Segment Open

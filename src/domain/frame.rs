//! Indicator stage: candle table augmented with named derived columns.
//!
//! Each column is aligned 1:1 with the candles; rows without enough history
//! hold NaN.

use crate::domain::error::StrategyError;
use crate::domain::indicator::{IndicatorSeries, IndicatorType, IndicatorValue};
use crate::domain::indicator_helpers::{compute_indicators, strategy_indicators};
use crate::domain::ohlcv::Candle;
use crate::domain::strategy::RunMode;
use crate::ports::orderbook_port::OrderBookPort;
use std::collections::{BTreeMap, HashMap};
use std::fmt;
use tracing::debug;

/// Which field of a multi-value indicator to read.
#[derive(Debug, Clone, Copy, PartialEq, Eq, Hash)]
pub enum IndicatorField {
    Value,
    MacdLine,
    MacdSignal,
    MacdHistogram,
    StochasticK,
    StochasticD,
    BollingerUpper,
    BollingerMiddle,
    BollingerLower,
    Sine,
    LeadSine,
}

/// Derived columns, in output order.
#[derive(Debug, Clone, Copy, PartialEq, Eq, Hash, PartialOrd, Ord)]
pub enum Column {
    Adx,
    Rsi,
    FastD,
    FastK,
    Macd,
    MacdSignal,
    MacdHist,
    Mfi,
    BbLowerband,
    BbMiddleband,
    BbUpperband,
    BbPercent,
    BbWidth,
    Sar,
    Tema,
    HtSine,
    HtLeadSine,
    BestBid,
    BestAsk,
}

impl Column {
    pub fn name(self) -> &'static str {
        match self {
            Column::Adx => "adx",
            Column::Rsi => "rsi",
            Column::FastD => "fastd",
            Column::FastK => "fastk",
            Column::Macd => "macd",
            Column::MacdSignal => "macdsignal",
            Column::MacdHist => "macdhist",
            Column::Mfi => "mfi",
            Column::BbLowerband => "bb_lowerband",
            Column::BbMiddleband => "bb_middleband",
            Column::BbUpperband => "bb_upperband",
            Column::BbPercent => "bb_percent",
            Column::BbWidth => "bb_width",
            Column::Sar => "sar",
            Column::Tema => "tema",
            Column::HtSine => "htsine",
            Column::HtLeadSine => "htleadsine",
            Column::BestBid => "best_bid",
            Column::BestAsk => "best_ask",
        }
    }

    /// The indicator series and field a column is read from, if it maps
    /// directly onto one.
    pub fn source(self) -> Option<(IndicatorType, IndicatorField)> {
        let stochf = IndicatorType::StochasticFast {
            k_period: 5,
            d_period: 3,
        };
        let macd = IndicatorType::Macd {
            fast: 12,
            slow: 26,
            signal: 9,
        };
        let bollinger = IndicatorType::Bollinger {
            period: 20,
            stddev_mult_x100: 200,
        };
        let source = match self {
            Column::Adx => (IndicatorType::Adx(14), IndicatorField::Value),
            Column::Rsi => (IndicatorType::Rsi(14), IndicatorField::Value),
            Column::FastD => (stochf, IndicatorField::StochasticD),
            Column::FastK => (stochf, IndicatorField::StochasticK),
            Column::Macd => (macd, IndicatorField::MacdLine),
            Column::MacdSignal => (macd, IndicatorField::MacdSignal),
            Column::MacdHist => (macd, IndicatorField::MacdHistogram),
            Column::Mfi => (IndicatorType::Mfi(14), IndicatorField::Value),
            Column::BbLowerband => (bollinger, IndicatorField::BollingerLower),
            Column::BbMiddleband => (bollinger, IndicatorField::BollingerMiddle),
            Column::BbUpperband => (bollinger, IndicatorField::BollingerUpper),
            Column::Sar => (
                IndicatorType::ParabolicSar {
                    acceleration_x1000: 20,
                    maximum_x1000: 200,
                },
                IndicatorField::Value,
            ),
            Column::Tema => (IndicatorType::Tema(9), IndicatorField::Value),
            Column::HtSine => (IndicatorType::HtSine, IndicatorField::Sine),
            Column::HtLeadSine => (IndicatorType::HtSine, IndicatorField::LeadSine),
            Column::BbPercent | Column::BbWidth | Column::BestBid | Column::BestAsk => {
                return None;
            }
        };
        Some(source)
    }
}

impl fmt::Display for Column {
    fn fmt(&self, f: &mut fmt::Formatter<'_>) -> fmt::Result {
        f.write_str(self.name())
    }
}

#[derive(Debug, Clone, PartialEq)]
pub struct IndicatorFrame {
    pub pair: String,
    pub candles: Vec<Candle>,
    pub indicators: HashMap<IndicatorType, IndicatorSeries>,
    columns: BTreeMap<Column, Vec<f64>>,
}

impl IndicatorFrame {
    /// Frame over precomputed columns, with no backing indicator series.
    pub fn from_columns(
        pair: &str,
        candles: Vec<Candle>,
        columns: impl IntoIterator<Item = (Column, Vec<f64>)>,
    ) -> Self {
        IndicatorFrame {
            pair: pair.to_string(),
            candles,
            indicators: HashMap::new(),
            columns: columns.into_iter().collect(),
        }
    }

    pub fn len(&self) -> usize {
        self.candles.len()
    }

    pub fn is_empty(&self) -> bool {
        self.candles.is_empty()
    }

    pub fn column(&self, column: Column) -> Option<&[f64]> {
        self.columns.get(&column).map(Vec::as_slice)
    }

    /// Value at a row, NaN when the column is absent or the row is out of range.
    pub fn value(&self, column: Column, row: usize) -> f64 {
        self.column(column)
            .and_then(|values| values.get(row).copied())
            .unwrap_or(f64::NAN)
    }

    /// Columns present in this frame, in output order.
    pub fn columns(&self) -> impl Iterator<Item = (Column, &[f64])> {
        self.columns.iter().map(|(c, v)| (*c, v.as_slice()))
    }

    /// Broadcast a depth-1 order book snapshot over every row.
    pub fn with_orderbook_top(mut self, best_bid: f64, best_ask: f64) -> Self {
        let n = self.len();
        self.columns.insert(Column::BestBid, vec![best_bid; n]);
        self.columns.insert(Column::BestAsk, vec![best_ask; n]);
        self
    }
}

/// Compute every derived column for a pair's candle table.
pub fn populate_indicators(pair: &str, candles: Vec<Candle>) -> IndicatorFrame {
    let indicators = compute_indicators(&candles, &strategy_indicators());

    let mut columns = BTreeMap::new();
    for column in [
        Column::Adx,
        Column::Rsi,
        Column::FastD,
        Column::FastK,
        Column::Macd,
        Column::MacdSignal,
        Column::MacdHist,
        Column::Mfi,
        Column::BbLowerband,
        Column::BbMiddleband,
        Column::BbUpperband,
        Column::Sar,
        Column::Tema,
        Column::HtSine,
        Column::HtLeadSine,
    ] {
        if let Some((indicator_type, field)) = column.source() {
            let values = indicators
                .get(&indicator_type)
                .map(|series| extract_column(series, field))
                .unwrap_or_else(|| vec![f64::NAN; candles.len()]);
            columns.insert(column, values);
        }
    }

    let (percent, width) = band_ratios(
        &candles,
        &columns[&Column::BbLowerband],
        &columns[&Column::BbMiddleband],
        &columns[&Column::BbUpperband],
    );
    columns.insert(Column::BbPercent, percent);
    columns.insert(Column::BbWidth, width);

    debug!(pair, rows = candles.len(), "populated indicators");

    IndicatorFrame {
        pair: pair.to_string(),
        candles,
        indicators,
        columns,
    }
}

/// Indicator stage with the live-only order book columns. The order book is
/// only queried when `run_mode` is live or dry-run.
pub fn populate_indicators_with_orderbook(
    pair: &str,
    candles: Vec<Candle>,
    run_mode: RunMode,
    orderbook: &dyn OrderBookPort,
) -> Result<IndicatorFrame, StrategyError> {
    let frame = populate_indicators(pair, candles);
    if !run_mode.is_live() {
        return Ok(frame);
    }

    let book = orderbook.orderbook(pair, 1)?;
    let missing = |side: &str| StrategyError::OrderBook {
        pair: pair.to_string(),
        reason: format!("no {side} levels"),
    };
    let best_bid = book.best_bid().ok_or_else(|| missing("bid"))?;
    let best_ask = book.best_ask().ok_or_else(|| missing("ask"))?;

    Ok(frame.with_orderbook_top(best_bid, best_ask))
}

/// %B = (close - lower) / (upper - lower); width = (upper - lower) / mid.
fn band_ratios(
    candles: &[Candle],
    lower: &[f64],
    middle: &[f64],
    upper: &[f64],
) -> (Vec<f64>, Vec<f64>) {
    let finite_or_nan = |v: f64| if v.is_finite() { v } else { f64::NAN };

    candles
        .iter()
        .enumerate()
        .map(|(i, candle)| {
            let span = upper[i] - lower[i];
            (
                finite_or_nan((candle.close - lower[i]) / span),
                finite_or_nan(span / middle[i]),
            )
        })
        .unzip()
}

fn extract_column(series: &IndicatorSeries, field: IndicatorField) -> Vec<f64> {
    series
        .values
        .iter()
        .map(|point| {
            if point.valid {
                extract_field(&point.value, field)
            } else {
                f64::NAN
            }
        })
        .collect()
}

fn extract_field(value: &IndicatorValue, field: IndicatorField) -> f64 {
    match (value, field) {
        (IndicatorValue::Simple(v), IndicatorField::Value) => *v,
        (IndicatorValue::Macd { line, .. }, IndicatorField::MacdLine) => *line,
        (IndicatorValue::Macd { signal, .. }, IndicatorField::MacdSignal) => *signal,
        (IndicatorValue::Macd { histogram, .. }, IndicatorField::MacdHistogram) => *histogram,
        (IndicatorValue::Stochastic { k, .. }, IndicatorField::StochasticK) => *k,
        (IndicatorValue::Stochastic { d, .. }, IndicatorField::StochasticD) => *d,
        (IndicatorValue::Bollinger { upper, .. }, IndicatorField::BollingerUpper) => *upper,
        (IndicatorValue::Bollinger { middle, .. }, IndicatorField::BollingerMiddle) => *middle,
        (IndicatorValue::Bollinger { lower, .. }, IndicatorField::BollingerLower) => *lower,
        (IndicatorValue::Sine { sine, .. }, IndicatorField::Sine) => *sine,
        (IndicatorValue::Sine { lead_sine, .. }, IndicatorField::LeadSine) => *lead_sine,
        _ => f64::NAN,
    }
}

Segment Closed
Segment Open

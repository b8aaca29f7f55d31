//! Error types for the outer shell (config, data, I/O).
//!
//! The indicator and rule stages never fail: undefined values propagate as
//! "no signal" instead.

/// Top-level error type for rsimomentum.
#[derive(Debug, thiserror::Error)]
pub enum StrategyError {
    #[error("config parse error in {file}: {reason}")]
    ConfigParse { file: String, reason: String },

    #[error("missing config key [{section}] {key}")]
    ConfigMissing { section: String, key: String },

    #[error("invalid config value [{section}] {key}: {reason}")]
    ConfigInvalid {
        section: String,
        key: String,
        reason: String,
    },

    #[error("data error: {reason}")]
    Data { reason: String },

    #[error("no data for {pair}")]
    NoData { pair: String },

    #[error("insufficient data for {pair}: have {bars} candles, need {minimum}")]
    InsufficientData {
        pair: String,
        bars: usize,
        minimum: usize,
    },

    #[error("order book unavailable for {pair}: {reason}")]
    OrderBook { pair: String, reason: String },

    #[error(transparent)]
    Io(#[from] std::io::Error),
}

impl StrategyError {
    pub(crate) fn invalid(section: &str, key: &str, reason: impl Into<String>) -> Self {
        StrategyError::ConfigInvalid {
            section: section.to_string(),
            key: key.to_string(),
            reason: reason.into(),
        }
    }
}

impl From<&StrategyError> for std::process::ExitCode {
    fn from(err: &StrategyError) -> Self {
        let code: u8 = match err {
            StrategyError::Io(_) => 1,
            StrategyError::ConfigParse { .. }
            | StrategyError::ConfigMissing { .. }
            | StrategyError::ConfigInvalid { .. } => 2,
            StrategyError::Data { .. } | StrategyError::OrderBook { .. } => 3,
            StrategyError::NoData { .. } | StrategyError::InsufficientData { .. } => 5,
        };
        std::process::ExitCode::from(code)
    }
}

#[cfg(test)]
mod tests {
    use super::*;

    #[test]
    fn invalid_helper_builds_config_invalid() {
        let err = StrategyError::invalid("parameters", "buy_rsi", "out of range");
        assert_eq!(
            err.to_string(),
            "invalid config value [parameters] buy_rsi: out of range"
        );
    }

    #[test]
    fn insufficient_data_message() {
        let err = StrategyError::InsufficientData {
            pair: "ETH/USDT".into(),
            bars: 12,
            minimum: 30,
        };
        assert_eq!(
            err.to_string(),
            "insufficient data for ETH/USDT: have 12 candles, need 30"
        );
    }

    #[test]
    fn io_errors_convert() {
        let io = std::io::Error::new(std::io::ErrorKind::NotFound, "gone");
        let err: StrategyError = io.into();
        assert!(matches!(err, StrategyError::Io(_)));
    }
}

Segment Closed

> _What is expected_
Find the count of lines in the data above where the word "HtLeadSine" occurs, and write down only that count.

> _Task answer_
4